Last night we learned more about how the Overwatch League will work and why Blizzard is setting it up, thanks to ChanmanV’s interview on Twitch with their global eSports director, Nate Nanzer.
If you’re the competitive type, you’ll probably enjoy some of the other best multiplayer games on PC.
Importantly, we learned about the problems Blizzard diagnosed in the way that eSports has been done in the past. “Players could universally be treated better. We wanted to get rid of the bad contracts,” says Nanzer.
“In eSports right now there’s no clear path to the top. There should be a more structured way for people who are super good at esports to get noticed. And once they are there they should be treated more like traditional athletes. We want to create an ecosystem where the best players are celebrated the way they should be. The best way to ensure that that happens is to ensure that the team owners make money – they won’t be able to pay players better unless they are making money.”
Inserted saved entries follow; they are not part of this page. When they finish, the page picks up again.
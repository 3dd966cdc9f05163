//! Killmail records in the canonical archive schema
//!
//! Field names follow ESI (snake_case, numeric ids). Upstream data arrives in
//! two steps: the zKillboard listing carries only `killmail_id` and `zkb`, and
//! the ESI detail call fills in time, location, victim and attackers. The
//! `derived` block is owned by the enrichment pipeline.

use chrono::{DateTime, Timelike, Utc};
use serde::{Deserialize, Serialize};

/// Row category of a killmail relative to the roster.
#[derive(Debug, Clone, Copy, PartialEq, Eq, Hash, Serialize, Deserialize)]
#[serde(rename_all = "kebab-case")]
pub enum Category {
    Kill,
    Loss,
    FriendlyFire,
}

impl Category {
    pub fn as_str(&self) -> &'static str {
        match self {
            Category::Kill => "kill",
            Category::Loss => "loss",
            Category::FriendlyFire => "friendly-fire",
        }
    }
}

/// zKillboard metadata attached to every listing entry.
#[derive(Debug, Clone, PartialEq, Serialize, Deserialize)]
pub struct Zkb {
    pub hash: String,

    #[serde(rename = "totalValue")]
    pub total_value: f64,

    #[serde(rename = "locationID", default, skip_serializing_if = "Option::is_none")]
    pub location_id: Option<u64>,

    #[serde(rename = "fittedValue", default, skip_serializing_if = "Option::is_none")]
    pub fitted_value: Option<f64>,

    #[serde(rename = "droppedValue", default, skip_serializing_if = "Option::is_none")]
    pub dropped_value: Option<f64>,

    #[serde(rename = "destroyedValue", default, skip_serializing_if = "Option::is_none")]
    pub destroyed_value: Option<f64>,

    #[serde(default, skip_serializing_if = "Option::is_none")]
    pub points: Option<i64>,

    #[serde(default, skip_serializing_if = "Option::is_none")]
    pub npc: Option<bool>,

    #[serde(default, skip_serializing_if = "Option::is_none")]
    pub solo: Option<bool>,

    #[serde(default, skip_serializing_if = "Option::is_none")]
    pub awox: Option<bool>,
}

impl Zkb {
    pub fn new(hash: impl Into<String>, total_value: f64) -> Self {
        Self {
            hash: hash.into(),
            total_value,
            location_id: None,
            fitted_value: None,
            dropped_value: None,
            destroyed_value: None,
            points: None,
            npc: None,
            solo: None,
            awox: None,
        }
    }
}

/// Resolved display names for one participant.
#[derive(Debug, Clone, Default, PartialEq, Serialize, Deserialize)]
pub struct EntityNames {
    #[serde(default, skip_serializing_if = "Option::is_none")]
    pub character: Option<String>,

    #[serde(default, skip_serializing_if = "Option::is_none")]
    pub corporation: Option<String>,

    #[serde(default, skip_serializing_if = "Option::is_none")]
    pub alliance: Option<String>,
}

#[derive(Debug, Clone, PartialEq, Serialize, Deserialize)]
pub struct Victim {
    #[serde(default, skip_serializing_if = "Option::is_none")]
    pub character_id: Option<u64>,

    #[serde(default, skip_serializing_if = "Option::is_none")]
    pub corporation_id: Option<u64>,

    #[serde(default, skip_serializing_if = "Option::is_none")]
    pub alliance_id: Option<u64>,

    #[serde(default, skip_serializing_if = "Option::is_none")]
    pub faction_id: Option<u64>,

    pub ship_type_id: u64,

    #[serde(default, skip_serializing_if = "Option::is_none")]
    pub damage_taken: Option<u64>,

    #[serde(default, skip_serializing_if = "Option::is_none")]
    pub items: Option<serde_json::Value>,

    #[serde(default, skip_serializing_if = "Option::is_none")]
    pub position: Option<serde_json::Value>,

    #[serde(default, skip_serializing_if = "Option::is_none")]
    pub names: Option<EntityNames>,

    #[serde(default, skip_serializing_if = "Option::is_none")]
    pub ship_type_name: Option<String>,
}

#[derive(Debug, Clone, PartialEq, Serialize, Deserialize)]
pub struct Attacker {
    #[serde(default, skip_serializing_if = "Option::is_none")]
    pub character_id: Option<u64>,

    #[serde(default, skip_serializing_if = "Option::is_none")]
    pub corporation_id: Option<u64>,

    #[serde(default, skip_serializing_if = "Option::is_none")]
    pub alliance_id: Option<u64>,

    #[serde(default, skip_serializing_if = "Option::is_none")]
    pub faction_id: Option<u64>,

    #[serde(default, skip_serializing_if = "Option::is_none")]
    pub ship_type_id: Option<u64>,

    #[serde(default, skip_serializing_if = "Option::is_none")]
    pub weapon_type_id: Option<u64>,

    #[serde(default, skip_serializing_if = "Option::is_none")]
    pub damage_done: Option<u64>,

    #[serde(default, skip_serializing_if = "Option::is_none")]
    pub security_status: Option<f64>,

    pub final_blow: bool,

    #[serde(default, skip_serializing_if = "Option::is_none")]
    pub names: Option<EntityNames>,
}

/// Fields computed by the enrichment pipeline. Each `Some` is a stage marker.
#[derive(Debug, Clone, Default, PartialEq, Serialize, Deserialize)]
pub struct Derived {
    /// Attacker count before pruning
    #[serde(default, skip_serializing_if = "Option::is_none")]
    pub involved: Option<usize>,

    #[serde(default, skip_serializing_if = "Option::is_none")]
    pub final_blow: Option<Attacker>,

    #[serde(default, skip_serializing_if = "Option::is_none")]
    pub category: Option<Category>,

    /// Roster members among the attackers, by display name
    #[serde(default, skip_serializing_if = "Option::is_none")]
    pub roster_involved: Option<Vec<String>>,

    #[serde(default, skip_serializing_if = "Option::is_none")]
    pub roster_involved_html: Option<String>,

    #[serde(default, skip_serializing_if = "Option::is_none")]
    pub formatted_value: Option<String>,

    /// Minutes since midnight (UTC) of the kill
    #[serde(default, skip_serializing_if = "Option::is_none")]
    pub minute_of_day: Option<u32>,

    #[serde(default, skip_serializing_if = "Option::is_none")]
    pub solar_system_name: Option<String>,
}

#[derive(Debug, Clone, PartialEq, Serialize, Deserialize)]
pub struct KillRecord {
    pub killmail_id: u64,

    pub zkb: Zkb,

    #[serde(default, skip_serializing_if = "Option::is_none")]
    pub killmail_time: Option<DateTime<Utc>>,

    #[serde(default, skip_serializing_if = "Option::is_none")]
    pub solar_system_id: Option<u64>,

    #[serde(default, skip_serializing_if = "Option::is_none")]
    pub moon_id: Option<u64>,

    #[serde(default, skip_serializing_if = "Option::is_none")]
    pub war_id: Option<u64>,

    #[serde(default, skip_serializing_if = "Option::is_none")]
    pub victim: Option<Victim>,

    #[serde(default, skip_serializing_if = "Option::is_none")]
    pub attackers: Option<Vec<Attacker>>,

    #[serde(default)]
    pub derived: Derived,
}

/// ESI killmail breakdown as returned by the detail endpoint.
#[derive(Debug, Clone, PartialEq, Deserialize)]
pub struct KillDetail {
    pub killmail_id: u64,
    pub killmail_time: DateTime<Utc>,
    pub solar_system_id: u64,
    #[serde(default)]
    pub moon_id: Option<u64>,
    #[serde(default)]
    pub war_id: Option<u64>,
    pub victim: Victim,
    pub attackers: Vec<Attacker>,
}

impl KillRecord {
    /// A bare listing entry, before detail hydration.
    pub fn from_listing(killmail_id: u64, zkb: Zkb) -> Self {
        Self {
            killmail_id,
            zkb,
            killmail_time: None,
            solar_system_id: None,
            moon_id: None,
            war_id: None,
            victim: None,
            attackers: None,
            derived: Derived::default(),
        }
    }

    /// Parse one raw listing entry, rejecting shapes that don't fit.
    pub fn from_raw(raw: serde_json::Value) -> crate::Result<Self> {
        let id_hint = raw.get("killmail_id").cloned();
        serde_json::from_value(raw).map_err(|e| {
            crate::KillboardError::malformed(format!(
                "listing entry {} does not parse: {}",
                id_hint.map(|v| v.to_string()).unwrap_or_else(|| "<no id>".to_string()),
                e
            ))
        })
    }

    /// True once the ESI breakdown has been merged in.
    pub fn is_hydrated(&self) -> bool {
        self.attackers.is_some()
    }

    /// Merge an ESI breakdown into this record.
    pub fn apply_detail(&mut self, detail: KillDetail) -> crate::Result<()> {
        if detail.killmail_id != self.killmail_id {
            return Err(crate::KillboardError::malformed(format!(
                "detail for killmail {} returned id {}",
                self.killmail_id, detail.killmail_id
            )));
        }

        self.killmail_time = Some(detail.killmail_time);
        self.solar_system_id = Some(detail.solar_system_id);
        self.moon_id = detail.moon_id;
        self.war_id = detail.war_id;
        self.victim = Some(detail.victim);
        self.attackers = Some(detail.attackers);
        Ok(())
    }

    pub fn category(&self) -> Option<Category> {
        self.derived.category
    }

    pub fn victim_character_id(&self) -> Option<u64> {
        self.victim.as_ref().and_then(|v| v.character_id)
    }

    /// Minutes since midnight of the kill timestamp.
    pub fn minute_of_day(&self) -> Option<u32> {
        self.killmail_time.map(|t| t.hour() * 60 + t.minute())
    }
}

#[cfg(test)]
mod tests {
    use super::*;
    use serde_json::json;

    #[test]
    fn test_listing_entry_parses() {
        let raw = json!({
            "killmail_id": 81000001,
            "zkb": {
                "locationID": 40000001,
                "hash": "abc123",
                "fittedValue": 10.5,
                "totalValue": 25000000.0,
                "points": 1,
                "npc": false,
                "solo": true,
                "awox": false,
                "labels": ["pvp"]
            }
        });

        let record = KillRecord::from_raw(raw).unwrap();
        assert_eq!(record.killmail_id, 81000001);
        assert_eq!(record.zkb.hash, "abc123");
        assert_eq!(record.zkb.total_value, 25_000_000.0);
        assert_eq!(record.zkb.location_id, Some(40000001));
        assert!(!record.is_hydrated());
        assert_eq!(record.derived, Derived::default());
    }

    #[test]
    fn test_wrong_shape_is_malformed() {
        let missing_hash = json!({ "killmail_id": 1, "zkb": { "totalValue": 1.0 } });
        assert!(matches!(
            KillRecord::from_raw(missing_hash),
            Err(crate::KillboardError::Malformed(_))
        ));

        let string_id = json!({ "killmail_id": "1", "zkb": { "hash": "h", "totalValue": 1.0 } });
        assert!(KillRecord::from_raw(string_id).is_err());
    }

    #[test]
    fn test_apply_detail() {
        let mut record = KillRecord::from_raw(json!({
            "killmail_id": 5,
            "zkb": { "hash": "h", "totalValue": 1.0 }
        }))
        .unwrap();

        let detail: KillDetail = serde_json::from_value(json!({
            "killmail_id": 5,
            "killmail_time": "2016-10-15T21:43:11Z",
            "solar_system_id": 30002022,
            "moon_id": 40000002,
            "victim": {
                "character_id": 90000001,
                "corporation_id": 98000001,
                "damage_taken": 3000,
                "ship_type_id": 603,
                "position": { "x": 1.0, "y": 2.0, "z": 3.0 }
            },
            "attackers": [
                { "character_id": 90000002, "damage_done": 3000, "final_blow": true, "security_status": -1.5 }
            ]
        }))
        .unwrap();

        record.apply_detail(detail).unwrap();
        assert!(record.is_hydrated());
        assert_eq!(record.solar_system_id, Some(30002022));
        assert_eq!(record.victim_character_id(), Some(90000001));
        assert_eq!(record.minute_of_day(), Some(21 * 60 + 43));
    }

    #[test]
    fn test_detail_for_other_killmail_rejected() {
        let mut record = KillRecord::from_listing(5, Zkb::new("h", 1.0));

        let detail: KillDetail = serde_json::from_value(json!({
            "killmail_id": 6,
            "killmail_time": "2016-10-15T21:43:11Z",
            "solar_system_id": 1,
            "victim": { "ship_type_id": 603 },
            "attackers": []
        }))
        .unwrap();

        assert!(record.apply_detail(detail).is_err());
        assert!(!record.is_hydrated());
    }

    #[test]
    fn test_category_serializes_kebab_case() {
        assert_eq!(serde_json::to_string(&Category::FriendlyFire).unwrap(), "\"friendly-fire\"");
        assert_eq!(Category::Loss.as_str(), "loss");
    }
}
Blizzard looked to traditional sports to find a model that could achieve this, concluding localisation was the answer: “It became clear that in all of the sports leagues that the global sponsorship money only accounts for a fraction of what teams take in,” whereas at a local level, fans spend big on tickets to watch live games, and more on merchandise at the venue. “We hope that by having these local teams that in a few years every team has home games. There’s millions of kids around the world that would love to go to an esports tournament and buy merch, but can’t because of travel costs. These localized teams will unlock lots of local revenue.”
On Reddit, user ImaTracerManLuL asked “does Blizzard intend to breakup every existing team and implement a full draft for Season 1 of OWL?”
The answer seems to be “no”. Nanzer says: “we aren’t going to be ignoring existing teams – we absolutely are trying to include everyone. The way we will break this down is in a team sales process that we can’t share more details on just yet.” The first teams for the Overwatch League “will come as a result of this process”, and Nanzer says existing team owners will be able to buy in, alongside sports investors and anyone else who’s interested – provided they have the expertise to run an eSports team. “We want to make sure all the owners we work with are best in class operators. People who have capabilities in terms of local venues and activations, advertising – a broad range of areas.”
The ultimate goal is for teams to travel to both home and away games, but obviously, none of this is going to happen overnight. Some venues will be up and running next year, Blizzard hopes, so games “won’t all be in one location”, but “we won’t have home games in the first year”. Expect more details towards the beginning of 2017.